Measure Twice, Buy Once

A few Saturdays ago, just before closing time at the downtown Salvation Army, I found three interesting bed frames. This was my lucky day, because I’ve been wanting a bed frame for my guestroom; something more fancy than my current metal Hollywood frame.

One was a curved maple number that I knew was a twin day bed. Another was a big wide thing with horizontal slats, which I figured must be a king size, because the third one – a really cute four-poster bed frame – was smaller than the king, so it must be a queen.

That queen bed frame would be absolutely perfect. It’s bugged me that my guestroom queen bed lacked a proper bed frame. This sweet bed at the Salvation Army was HEAVY, even for me, who works out with weights. But it was so cute. It needed work, but it was all cosmetic. Sold!

While I was there, I also bought a little espresso machine for $9.99. Save the receipt, the clerk said, in case it doesn’t work, so you can return it Monday. Will do, I said.

Having no truck, I arranged some help from sister Shelly and her roomy Element – which she uses as a truck – to pick up the bed on Monday, since the Salvation Army is closed on Sundays. Shelly said sure, and man, you always get the best deals. I should do a better job of shopping thrift stores, she said. You’re right, I said, slightly smugly.

Over the weekend I cleaned the little espresso machine, plugged it in, and it didn’t work. Oh well. I had the receipt. I could return it.

Monday at the Salvation Army, the clerk said no cash refund, just a store credit. What? Hey! Oh well. So I passed on my $9.99 credit to Shelly who found a cool raku hand-thrown bowl and a set of white stacked dessert plates, and a tiny bride-and-groom figurine for my granddaughter, for her box of fragile collectibles.

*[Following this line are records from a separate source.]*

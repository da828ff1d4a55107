//! Ocean field clustering tool.
//!
//! Loads gridded biogeochemical model output (CHL, DOXY, NITR, PHOS over
//! time, latitude and longitude), clusters it in space or in time and
//! writes label arrays, JSON reports and PNG maps or charts.

use anyhow::Result;
use clap::{Parser, Subcommand, ValueEnum};
use cluster_engine::{ClusterMode, DbscanMetric, Linkage};
use ocean_cluster::commands::{self, ElbowTarget};
use ocean_cluster::OceanClusterConfig;
use ocean_common::{Chemical, ChemicalSelection};
use std::path::PathBuf;
use tracing::info;
use tracing_subscriber::{fmt, EnvFilter};

#[derive(Parser, Debug)]
#[command(name = "ocean-cluster", version)]
#[command(about = "Cluster ocean biogeochemistry model output")]
struct Args {
    /// Configuration file path (YAML)
    #[arg(short, long, global = true, env = "OCEAN_CLUSTER_CONFIG")]
    config: Option<PathBuf>,

    /// Model matrix (.npz or .npy)
    #[arg(long, global = true)]
    data: Option<PathBuf>,

    /// Coordinate array (.npz or .npy)
    #[arg(long, global = true)]
    lons_lats: Option<PathBuf>,

    /// Dates file, one date per line
    #[arg(long, global = true)]
    dates: Option<PathBuf>,

    /// Directory for results
    #[arg(short, long, global = true)]
    output_dir: Option<PathBuf>,

    /// Clustering backend: kmeans, dbscan or hierarchical
    #[arg(long, global = true)]
    mode: Option<ClusterMode>,

    /// Number of clusters (k-means, hierarchical cut)
    #[arg(short = 'k', long, global = true)]
    n_clusters: Option<usize>,

    /// DBSCAN neighbourhood radius
    #[arg(long, global = true)]
    eps: Option<f64>,

    /// DBSCAN core point threshold
    #[arg(long, global = true)]
    min_points: Option<usize>,

    /// DBSCAN metric: euclidean, manhattan or chebyshev
    #[arg(long, global = true)]
    metric: Option<DbscanMetric>,

    /// Hierarchical linkage: ward, complete, average or single
    #[arg(long, global = true)]
    linkage: Option<Linkage>,

    /// Cut the hierarchical tree at this distance instead of at a cluster count
    #[arg(long, global = true)]
    distance_threshold: Option<f64>,

    /// Random seed for k-means
    #[arg(long, global = true)]
    seed: Option<u64>,

    /// Renumber clusters by size, smallest first
    #[arg(long, global = true)]
    sort: bool,

    /// Skip PNG output
    #[arg(long, global = true)]
    no_png: bool,

    /// Log timings and cluster sizes
    #[arg(short, long, global = true)]
    verbose: bool,

    /// Log level (overridden by RUST_LOG)
    #[arg(long, global = true, default_value = "info")]
    log_level: String,

    /// Log output format
    #[arg(long, global = true, value_enum, default_value_t = LogFormat::Pretty)]
    log_format: LogFormat,

    #[command(subcommand)]
    command: Command,
}

#[derive(Debug, Clone, Copy, ValueEnum)]
enum LogFormat {
    Json,
    Pretty,
}

#[derive(Subcommand, Debug)]
enum Command {
    /// Average the field over windows of N time steps and save it
    Average {
        /// Window length in time steps
        #[arg(long)]
        delta_t: usize,

        /// Comma separated chemicals to keep (default: all)
        #[arg(long)]
        chemicals: Option<String>,

        /// Output archive (default: <output-dir>/av_model_data<N>.npz)
        #[arg(long)]
        out: Option<PathBuf>,
    },

    /// Cluster grid cells by the time series of one chemical
    Spatial {
        #[arg(long, default_value = "CHL")]
        chemical: Chemical,
    },

    /// Cluster grid cells by their chemical values at one time step
    Timestep {
        #[arg(long)]
        index: usize,
    },

    /// Cluster time steps at one cell, or over the spatial mean
    Timewise {
        #[arg(long, requires = "lon")]
        lat: Option<usize>,

        #[arg(long, requires = "lat")]
        lon: Option<usize>,

        /// Comma separated chemicals to use (default: all)
        #[arg(long)]
        chemicals: Option<String>,
    },

    /// Draw one chemical's concentration at one time step
    Map {
        #[arg(long, default_value = "CHL")]
        chemical: Chemical,

        #[arg(long, default_value_t = 0)]
        timestep: usize,

        /// Value at the low end of the colour ramp
        #[arg(long, requires = "vmax")]
        vmin: Option<f64>,

        /// Value at the high end of the colour ramp
        #[arg(long, requires = "vmin")]
        vmax: Option<f64>,
    },

    /// K-means inertia for a range of cluster counts
    Elbow {
        #[arg(long, default_value_t = 2)]
        k_min: usize,

        #[arg(long, default_value_t = 20)]
        k_max: usize,

        /// Cluster cells by this chemical's time series
        #[arg(long, conflicts_with_all = ["timestep", "timewise"])]
        chemical: Option<Chemical>,

        /// Cluster cells by their chemical values at this time step
        #[arg(long, conflicts_with = "timewise")]
        timestep: Option<usize>,

        /// Cluster time steps instead of cells
        #[arg(long)]
        timewise: bool,

        /// Cell for --timewise (default: spatial mean)
        #[arg(long, requires_all = ["timewise", "lon"])]
        lat: Option<usize>,

        #[arg(long, requires_all = ["timewise", "lat"])]
        lon: Option<usize>,

        /// Comma separated chemicals for --timewise (default: all)
        #[arg(long, requires = "timewise")]
        chemicals: Option<String>,
    },
}

impl Command {
    fn name(&self) -> &'static str {
        match self {
            Command::Average { .. } => "average",
            Command::Spatial { .. } => "spatial",
            Command::Timestep { .. } => "timestep",
            Command::Timewise { .. } => "timewise",
            Command::Map { .. } => "map",
            Command::Elbow { .. } => "elbow",
        }
    }
}

impl Args {
    fn apply_overrides(&self, config: &mut OceanClusterConfig) {
        if let Some(path) = &self.data {
            config.data.data_path = path.clone();
        }
        if let Some(path) = &self.lons_lats {
            config.data.lons_lats_path = path.clone();
        }
        if let Some(path) = &self.dates {
            config.data.dates_path = Some(path.clone());
        }
        if let Some(dir) = &self.output_dir {
            config.output.dir = dir.clone();
        }

        let clustering = &mut config.clustering;
        if let Some(mode) = self.mode {
            clustering.mode = mode;
        }
        if let Some(k) = self.n_clusters {
            clustering.n_clusters = Some(k);
        }
        if let Some(threshold) = self.distance_threshold {
            clustering.distance_threshold = Some(threshold);
            // A distance cut replaces the configured cluster count.
            if self.n_clusters.is_none() {
                clustering.n_clusters = None;
            }
        }
        if let Some(eps) = self.eps {
            clustering.eps = eps;
        }
        if let Some(min_points) = self.min_points {
            clustering.min_points = min_points;
        }
        if let Some(metric) = self.metric {
            clustering.metric = metric;
        }
        if let Some(linkage) = self.linkage {
            clustering.linkage = linkage;
        }
        if let Some(seed) = self.seed {
            clustering.seed = seed;
        }
        clustering.sort_by_size |= self.sort;
        clustering.verbose |= self.verbose;
        if self.no_png {
            config.output.png = false;
        }
    }
}

fn init_tracing(level: &str, format: LogFormat) {
    let filter = EnvFilter::try_from_default_env().unwrap_or_else(|_| EnvFilter::new(level));
    let builder = fmt().with_env_filter(filter).with_target(true);
    match format {
        LogFormat::Json => builder.json().init(),
        LogFormat::Pretty => builder.pretty().init(),
    }
}

fn selection(chemicals: Option<&str>) -> Result<ChemicalSelection> {
    Ok(match chemicals {
        Some(list) => ChemicalSelection::parse_list(list)?,
        None => ChemicalSelection::all(),
    })
}

fn main() -> Result<()> {
    // Load environment variables from .env file
    dotenvy::dotenv().ok();

    let args = Args::parse();
    init_tracing(&args.log_level, args.log_format);

    let mut config = OceanClusterConfig::load(args.config.as_deref())?;
    args.apply_overrides(&mut config);
    config.validate()?;

    info!(
        command = args.command.name(),
        data = %config.data.data_path.display(),
        mode = %config.clustering.mode,
        "Starting ocean-cluster"
    );

    let written = match &args.command {
        Command::Average {
            delta_t,
            chemicals,
            out,
        } => commands::average(&config, *delta_t, &selection(chemicals.as_deref())?, out.clone())?,
        Command::Spatial { chemical } => commands::spatial(&config, *chemical)?,
        Command::Timestep { index } => commands::timestep(&config, *index)?,
        Command::Timewise { lat, lon, chemicals } => {
            let location = lat.zip(*lon);
            commands::timewise(&config, location, &selection(chemicals.as_deref())?)?
        }
        Command::Map {
            chemical,
            timestep,
            vmin,
            vmax,
        } => commands::map(&config, *timestep, *chemical, vmin.zip(*vmax))?,
        Command::Elbow {
            k_min,
            k_max,
            chemical,
            timestep,
            timewise,
            lat,
            lon,
            chemicals,
        } => {
            let target = match (*timewise, *timestep) {
                (true, _) => ElbowTarget::Timewise {
                    location: lat.zip(*lon),
                    selection: selection(chemicals.as_deref())?,
                },
                (false, Some(t)) => ElbowTarget::Timestep(t),
                (false, None) => ElbowTarget::Chemical(chemical.unwrap_or(Chemical::Chl)),
            };
            commands::elbow(&config, target, *k_min, *k_max)?
        }
    };

    for path in &written {
        info!(path = %path.display(), "Wrote output");
    }
    info!(command = args.command.name(), files = written.len(), "Done");
    Ok(())
}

I schlepped the foot board and side rails to the front of the store. But I heaved and struggled with the headboard, a beast in size and weight. Two men walked by and commented that it sure looked heavy. (I KNOW that if either of my grown sons were in that situation, they would have offered to help. That’s the way I raised them.) Another customer, a friendly, petite woman named Tina, who Shelly recognized from art class, offered to help me carry the headboard to the front. We did it. She said she used to lift weights. I believe it. (Thank you, Tina.)

Outside, a nice gentleman named Richard volunteered to help us load the heavy-ass bed into the car, and in return, Shelly gave him fresh chicken eggs as a thank-you. The eggs Shelly gave Richard she’d just gotten from Rosa in Happy Valley, who took Shelly’s rooster, Laddie, because roosters aren’t allowed in Redding city limits.  Richard was happy. I was happy. Shelly was happy. That’s what I call a win, win, win situation.

Once home my sister and I unloaded the heavy bed outside in my courtyard under the patio cover, a place that’s been my official painting station since I bought this house in July.

The next day I cleaned the bed frame and sanded it and painted it a pretty celery color -“oops” paint I’d saved for a project exactly like this. Twenty-four hours later I brought in the dried bed frame, mostly by dragging the headboard using a floor mat to slide it through the house and inside the guestroom. I’m resourceful that way.

But first I took apart the former queen bed, including the heavy mattresses, which I leaned against the wall — sheets, blankets and all — because I was just going to flop them down into place in their new frame and make up the new bed in no time.

I could picture exactly how it would look. It’s an inborn knack I’m blessed to possess. My always-churning imagination is what drives me to do these kinds of projects. The work is so worth the awesome outcome.

I removed the Hollywood frame to clear space for my new queen bedroom set.

Oh, but wait, I said to myself. I really should do this right (for once). Get bed slats, so there’s no risk of the box spring coming off the rails, especially being as though it’s a guestroom. So I stopped everything, went out in the driving rain and drove to a hardware store where I know one of the guys there and asked he could pretty please cut three fence boards for me – 60 and 3/4 inches exactly.  He did. (Thank you, Richard.)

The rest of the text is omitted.